One of the many letters Nininger received was one dated August 1931 from Saskatehewa, Canada. A meteorite was said to have been found in a field near the city of Springwater. This meteorite was of unique interest as only eleven others had been found in North America and none had been found in Canada. This meteorite weighed 41 pounds (20.6 kg) and looked like a full loaf of bread cut in half along with numerous broad shallow depressions in the meteorite. The meteorite also showed some places of oriented flight. Also shown were signs of it being broken from landing or possibly breakage during the last stages of flight. The matrix of the broken part resembled a fresh honey comb of yellowish olivine along with the jagged, irregular edge of metal that protruded from the specimen. The specimen revealed shinny metal where the owner had hammered it (for a sample) with the remaining metal a rusty brown dull color.
Nininger compared the Springwater Pallasite to the Brenham Pallasite and noted several observations. One was the outside could have been recognize as a Brenham piece, however the interior showed a finer matrix compared to the Brenham slices that Nininger had on hand. The crystals were about 1/3 that of the Brenham specimens. The metallic bands were also narrower. Nininger also noted that the olivine in the Springwater varied in brightness, from dingy to more transparent but in an irregular manor not associated with the outside weathering of the specimen. The metal in the Springwater Pallasite are about equal with the olivine and the metal doesn’t make up the larger portion of the meteorite. Etching pattern in Springwater is similar to the Brenham specimen but because of wider bands in Brenham they stand out more pronounced.
Nothing was known about the fall but Nininger noted that because the meteorite was not heavily weathered that the specimen probably couldn’t have been on the ground very long from the lack of scale and heavy oxide.

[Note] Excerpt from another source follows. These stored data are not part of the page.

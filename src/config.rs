use std::{path::PathBuf, time::Duration};

use clap::Parser;

const DEFAULT_TICK_MS: u64 = 100;
const DEFAULT_SCORE_FILE: &str = "snake.hi";

/// Terminal snake. Eat the numbers, grow by their value, don't hit the walls.
#[derive(Debug, Clone, Parser)]
#[command(author, version, about, long_about = None)]
pub struct Config {
    /// Milliseconds between snake steps. Smaller values make the snake faster.
    #[arg(
        long = "tick-ms",
        value_name = "MILLISECONDS",
        default_value_t = DEFAULT_TICK_MS,
        value_parser = clap::value_parser!(u64).range(10..=1000)
    )]
    pub tick_ms: u64,

    /// File holding the high score.
    #[arg(long = "score-file", value_name = "PATH", default_value = DEFAULT_SCORE_FILE)]
    pub score_file: PathBuf,

    /// Play without colors: food has no tint and the snake is a single color.
    #[arg(long)]
    pub plain: bool,

    /// Write diagnostics here. Filtered with RUST_LOG, `info` by default.
    #[arg(long = "log-file", value_name = "PATH")]
    pub log_file: Option<PathBuf>,

    /// Seed for food placement and colors.
    #[arg(long)]
    pub seed: Option<u64>,
}

impl Config {
    pub fn tick(&self) -> Duration {
        Duration::from_millis(self.tick_ms)
    }

    pub fn tinted(&self) -> bool {
        !self.plain
    }
}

Nininger noted that after the first initial mass was located, another two additional masses were located later on weighing 23 lbs and 85 lbs. Those pieces became a part of the Nininger Collection of Meteorites. One other mass that Nininger later investigated was said to be much larger then any of the mass so far recovered. That mass was said to have been thrown down a deep well. Nininger’s effort to recover this mass failed.
(Authors Note, Hammering a meteorite for a sample can ruin the meteorite and make the value decline a fraction of what it might have been worth had it not been defaced. Talk to someone who knows how to remove samples)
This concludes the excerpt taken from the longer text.